Records from a data source
-------------------------

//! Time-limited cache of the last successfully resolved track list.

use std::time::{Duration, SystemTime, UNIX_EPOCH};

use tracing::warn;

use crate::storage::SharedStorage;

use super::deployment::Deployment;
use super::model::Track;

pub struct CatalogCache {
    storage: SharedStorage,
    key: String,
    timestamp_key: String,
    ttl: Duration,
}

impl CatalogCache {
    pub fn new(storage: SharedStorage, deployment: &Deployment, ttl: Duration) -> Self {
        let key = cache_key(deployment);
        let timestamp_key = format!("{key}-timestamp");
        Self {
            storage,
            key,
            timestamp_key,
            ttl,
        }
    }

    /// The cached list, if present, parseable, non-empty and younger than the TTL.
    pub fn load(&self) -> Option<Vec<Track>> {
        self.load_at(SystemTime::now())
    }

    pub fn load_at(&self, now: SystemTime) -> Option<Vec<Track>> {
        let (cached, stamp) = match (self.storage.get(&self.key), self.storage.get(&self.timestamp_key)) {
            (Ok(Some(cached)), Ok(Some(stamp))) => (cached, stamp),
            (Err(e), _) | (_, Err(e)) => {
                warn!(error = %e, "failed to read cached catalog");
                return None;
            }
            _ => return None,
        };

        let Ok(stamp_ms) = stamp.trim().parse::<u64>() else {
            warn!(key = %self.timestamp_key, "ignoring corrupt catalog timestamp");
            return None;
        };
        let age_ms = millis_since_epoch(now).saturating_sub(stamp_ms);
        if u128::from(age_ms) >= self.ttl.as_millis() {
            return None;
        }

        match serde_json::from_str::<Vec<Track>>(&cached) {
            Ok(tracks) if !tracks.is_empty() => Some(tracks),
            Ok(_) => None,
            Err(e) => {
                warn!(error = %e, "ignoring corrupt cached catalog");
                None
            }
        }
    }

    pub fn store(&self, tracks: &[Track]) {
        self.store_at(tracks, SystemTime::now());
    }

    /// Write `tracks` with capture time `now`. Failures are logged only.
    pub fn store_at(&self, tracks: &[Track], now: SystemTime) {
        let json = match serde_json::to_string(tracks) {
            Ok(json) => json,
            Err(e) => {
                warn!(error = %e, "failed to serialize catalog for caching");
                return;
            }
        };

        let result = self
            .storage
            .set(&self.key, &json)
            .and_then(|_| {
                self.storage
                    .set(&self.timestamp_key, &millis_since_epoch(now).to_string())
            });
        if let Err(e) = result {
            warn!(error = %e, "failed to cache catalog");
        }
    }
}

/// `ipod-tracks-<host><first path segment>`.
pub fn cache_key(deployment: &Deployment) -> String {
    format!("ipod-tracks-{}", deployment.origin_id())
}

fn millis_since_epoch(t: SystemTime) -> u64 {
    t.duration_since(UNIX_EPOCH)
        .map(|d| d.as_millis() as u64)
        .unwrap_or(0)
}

-------------------------

=== TASK BRIEF ===
Please copy the lines above from the line with "use super::deployment::Deployment;" up to and including the line with "(Err(e), _) | (_, Err(e))", exactly as written and with nothing else.

=== WRITTEN SOLUTION ===
use super::deployment::Deployment;
use super::model::Track;

pub struct CatalogCache {
    storage: SharedStorage,
    key: String,
    timestamp_key: String,
    ttl: Duration,
}

impl CatalogCache {
    pub fn new(storage: SharedStorage, deployment: &Deployment, ttl: Duration) -> Self {
        let key = cache_key(deployment);
        let timestamp_key = format!("{key}-timestamp");
        Self {
            storage,
            key,
            timestamp_key,
            ttl,
        }
    }

    /// The cached list, if present, parseable, non-empty and younger than the TTL.
    pub fn load(&self) -> Option<Vec<Track>> {
        self.load_at(SystemTime::now())
    }

    pub fn load_at(&self, now: SystemTime) -> Option<Vec<Track>> {
        let (cached, stamp) = match (self.storage.get(&self.key), self.storage.get(&self.timestamp_key)) {
            (Ok(Some(cached)), Ok(Some(stamp))) => (cached, stamp),
            (Err(e), _) | (_, Err(e)) => {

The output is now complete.